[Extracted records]
↓↓↓

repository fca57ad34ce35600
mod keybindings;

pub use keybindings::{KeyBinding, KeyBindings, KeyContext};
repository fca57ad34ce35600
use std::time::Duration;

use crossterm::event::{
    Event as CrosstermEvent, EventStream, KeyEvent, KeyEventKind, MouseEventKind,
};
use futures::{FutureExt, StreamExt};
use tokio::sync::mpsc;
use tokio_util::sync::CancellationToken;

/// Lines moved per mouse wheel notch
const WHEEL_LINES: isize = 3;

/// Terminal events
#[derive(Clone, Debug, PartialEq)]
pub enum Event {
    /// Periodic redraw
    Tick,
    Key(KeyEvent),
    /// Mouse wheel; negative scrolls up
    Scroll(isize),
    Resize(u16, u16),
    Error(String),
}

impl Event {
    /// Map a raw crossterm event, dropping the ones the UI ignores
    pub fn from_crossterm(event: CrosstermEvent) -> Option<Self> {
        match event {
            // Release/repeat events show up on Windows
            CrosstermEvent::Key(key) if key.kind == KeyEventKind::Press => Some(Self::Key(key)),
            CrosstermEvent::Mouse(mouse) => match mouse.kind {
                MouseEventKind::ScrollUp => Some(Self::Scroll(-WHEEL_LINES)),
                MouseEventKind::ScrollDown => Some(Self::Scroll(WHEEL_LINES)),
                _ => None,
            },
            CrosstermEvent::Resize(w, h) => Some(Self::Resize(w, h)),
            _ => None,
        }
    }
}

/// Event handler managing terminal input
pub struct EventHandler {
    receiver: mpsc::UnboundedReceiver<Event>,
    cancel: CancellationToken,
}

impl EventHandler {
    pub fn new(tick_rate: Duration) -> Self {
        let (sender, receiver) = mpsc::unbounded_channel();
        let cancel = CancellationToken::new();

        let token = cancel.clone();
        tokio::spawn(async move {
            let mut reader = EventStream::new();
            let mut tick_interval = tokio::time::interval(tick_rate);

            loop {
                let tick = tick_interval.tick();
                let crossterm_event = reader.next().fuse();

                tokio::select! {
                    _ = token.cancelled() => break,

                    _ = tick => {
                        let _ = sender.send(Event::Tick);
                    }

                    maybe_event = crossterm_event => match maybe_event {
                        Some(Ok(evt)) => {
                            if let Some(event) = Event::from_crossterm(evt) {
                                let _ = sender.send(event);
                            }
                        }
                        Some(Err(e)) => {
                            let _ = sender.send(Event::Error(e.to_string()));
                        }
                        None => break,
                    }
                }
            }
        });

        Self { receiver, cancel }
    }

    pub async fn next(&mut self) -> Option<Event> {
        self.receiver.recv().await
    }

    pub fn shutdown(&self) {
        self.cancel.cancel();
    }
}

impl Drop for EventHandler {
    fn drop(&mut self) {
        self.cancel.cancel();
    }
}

↑↑↑

### Work instruction
Extract the complete set of records unchanged.

### Task output
repository fca57ad34ce35600
mod keybindings;

pub use keybindings::{KeyBinding, KeyBindings, KeyContext};
repository fca57ad34ce35600
use std::time::Duration;

use crossterm::event::{
    Event as CrosstermEvent, EventStream, KeyEvent, KeyEventKind, MouseEventKind,
};
use futures::{FutureExt, StreamExt};
use tokio::sync::mpsc;
use tokio_util::sync::CancellationToken;

/// Lines moved per mouse wheel notch
const WHEEL_LINES: isize = 3;

/// Terminal events
#[derive(Clone, Debug, PartialEq)]
pub enum Event {
    /// Periodic redraw
    Tick,
    Key(KeyEvent),
    /// Mouse wheel; negative scrolls up
    Scroll(isize),
    Resize(u16, u16),
    Error(String),
}

impl Event {
    /// Map a raw crossterm event, dropping the ones the UI ignores
    pub fn from_crossterm(event: CrosstermEvent) -> Option<Self> {
        match event {
            // Release/repeat events show up on Windows
            CrosstermEvent::Key(key) if key.kind == KeyEventKind::Press => Some(Self::Key(key)),
            CrosstermEvent::Mouse(mouse) => match mouse.kind {
                MouseEventKind::ScrollUp => Some(Self::Scroll(-WHEEL_LINES)),
                MouseEventKind::ScrollDown => Some(Self::Scroll(WHEEL_LINES)),
                _ => None,
            },
            CrosstermEvent::Resize(w, h) => Some(Self::Resize(w, h)),
            _ => None,
        }
    }
}

/// Event handler managing terminal input
pub struct EventHandler {
    receiver: mpsc::UnboundedReceiver<Event>,
    cancel: CancellationToken,
}

impl EventHandler {
    pub fn new(tick_rate: Duration) -> Self {
        let (sender, receiver) = mpsc::unbounded_channel();
        let cancel = CancellationToken::new();

        let token = cancel.clone();
        tokio::spawn(async move {
            let mut reader = EventStream::new();
            let mut tick_interval = tokio::time::interval(tick_rate);

            loop {
                let tick = tick_interval.tick();
                let crossterm_event = reader.next().fuse();

                tokio::select! {
                    _ = token.cancelled() => break,

                    _ = tick => {
                        let _ = sender.send(Event::Tick);
                    }

                    maybe_event = crossterm_event => match maybe_event {
                        Some(Ok(evt)) => {
                            if let Some(event) = Event::from_crossterm(evt) {
                                let _ = sender.send(event);
                            }
                        }
                        Some(Err(e)) => {
                            let _ = sender.send(Event::Error(e.to_string()));
                        }
                        None => break,
                    }
                }
            }
        });

        Self { receiver, cancel }
    }

    pub async fn next(&mut self) -> Option<Event> {
        self.receiver.recv().await
    }

    pub fn shutdown(&self) {
        self.cancel.cancel();
    }
}

impl Drop for EventHandler {
    fn drop(&mut self) {
        self.cancel.cancel();
    }
}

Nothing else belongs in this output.